Start of Input

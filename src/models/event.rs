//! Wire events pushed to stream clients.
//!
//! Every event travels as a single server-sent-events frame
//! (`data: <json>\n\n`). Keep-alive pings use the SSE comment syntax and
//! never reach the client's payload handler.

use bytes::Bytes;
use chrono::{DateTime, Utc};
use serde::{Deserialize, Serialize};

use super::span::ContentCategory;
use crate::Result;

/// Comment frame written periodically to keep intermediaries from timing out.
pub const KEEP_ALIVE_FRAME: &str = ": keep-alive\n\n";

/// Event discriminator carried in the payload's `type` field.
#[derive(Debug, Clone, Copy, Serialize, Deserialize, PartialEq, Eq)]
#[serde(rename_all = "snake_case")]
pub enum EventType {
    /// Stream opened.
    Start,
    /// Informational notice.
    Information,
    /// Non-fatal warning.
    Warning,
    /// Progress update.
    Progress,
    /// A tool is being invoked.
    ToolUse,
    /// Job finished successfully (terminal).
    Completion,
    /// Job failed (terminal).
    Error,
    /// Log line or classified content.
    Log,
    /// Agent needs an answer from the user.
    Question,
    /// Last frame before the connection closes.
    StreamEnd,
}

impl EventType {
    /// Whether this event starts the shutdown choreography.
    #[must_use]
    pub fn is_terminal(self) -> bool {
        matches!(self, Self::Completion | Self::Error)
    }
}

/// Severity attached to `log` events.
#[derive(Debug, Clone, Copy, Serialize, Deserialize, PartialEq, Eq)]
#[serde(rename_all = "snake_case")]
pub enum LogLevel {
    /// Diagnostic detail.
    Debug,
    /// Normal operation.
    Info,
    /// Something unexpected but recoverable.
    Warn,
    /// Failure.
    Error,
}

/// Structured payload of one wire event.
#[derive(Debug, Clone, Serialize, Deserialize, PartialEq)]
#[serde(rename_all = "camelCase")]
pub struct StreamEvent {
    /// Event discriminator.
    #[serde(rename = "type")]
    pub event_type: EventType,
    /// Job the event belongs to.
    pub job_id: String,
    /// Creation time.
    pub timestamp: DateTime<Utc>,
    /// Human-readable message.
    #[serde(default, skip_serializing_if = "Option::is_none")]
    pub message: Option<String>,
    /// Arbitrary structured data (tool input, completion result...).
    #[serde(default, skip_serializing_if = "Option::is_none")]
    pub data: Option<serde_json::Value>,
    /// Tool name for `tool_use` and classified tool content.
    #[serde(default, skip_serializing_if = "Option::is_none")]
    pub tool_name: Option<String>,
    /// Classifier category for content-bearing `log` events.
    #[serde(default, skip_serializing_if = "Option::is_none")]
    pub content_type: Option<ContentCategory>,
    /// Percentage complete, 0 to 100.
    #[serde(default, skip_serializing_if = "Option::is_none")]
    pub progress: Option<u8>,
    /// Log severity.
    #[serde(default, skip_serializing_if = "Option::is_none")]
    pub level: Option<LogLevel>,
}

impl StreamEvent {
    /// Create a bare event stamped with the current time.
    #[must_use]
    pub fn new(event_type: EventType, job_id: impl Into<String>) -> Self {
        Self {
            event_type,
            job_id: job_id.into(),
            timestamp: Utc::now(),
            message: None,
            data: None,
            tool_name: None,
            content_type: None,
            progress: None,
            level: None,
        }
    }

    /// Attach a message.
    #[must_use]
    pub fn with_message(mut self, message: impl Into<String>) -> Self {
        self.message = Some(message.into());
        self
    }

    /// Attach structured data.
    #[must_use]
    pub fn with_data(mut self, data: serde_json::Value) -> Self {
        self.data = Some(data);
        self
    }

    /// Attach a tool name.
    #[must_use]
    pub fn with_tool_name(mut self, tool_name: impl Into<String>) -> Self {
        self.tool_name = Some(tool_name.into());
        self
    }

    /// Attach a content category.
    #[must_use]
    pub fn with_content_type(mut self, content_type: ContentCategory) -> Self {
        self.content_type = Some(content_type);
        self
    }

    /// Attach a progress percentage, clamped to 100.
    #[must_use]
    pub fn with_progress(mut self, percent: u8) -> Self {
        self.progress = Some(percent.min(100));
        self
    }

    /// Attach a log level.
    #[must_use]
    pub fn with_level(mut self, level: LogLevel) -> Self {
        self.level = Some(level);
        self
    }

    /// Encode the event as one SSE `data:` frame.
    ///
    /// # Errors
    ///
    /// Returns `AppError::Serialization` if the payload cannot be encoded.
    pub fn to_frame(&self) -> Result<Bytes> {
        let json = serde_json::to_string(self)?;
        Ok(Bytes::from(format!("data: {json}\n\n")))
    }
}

End of Input

Your objective
Please print the lines from the start of the records up to and including the line with "from timing out.", copying each one exactly and leaving out the rest.

Response
filename src/models/event.rs
//! Wire events pushed to stream clients.
//!
//! Every event travels as a single server-sent-events frame
//! (`data: <json>\n\n`). Keep-alive pings use the SSE comment syntax and
//! never reach the client's payload handler.

use bytes::Bytes;
use chrono::{DateTime, Utc};
use serde::{Deserialize, Serialize};

use super::span::ContentCategory;
use crate::Result;

/// Comment frame written periodically to keep intermediaries from timing out.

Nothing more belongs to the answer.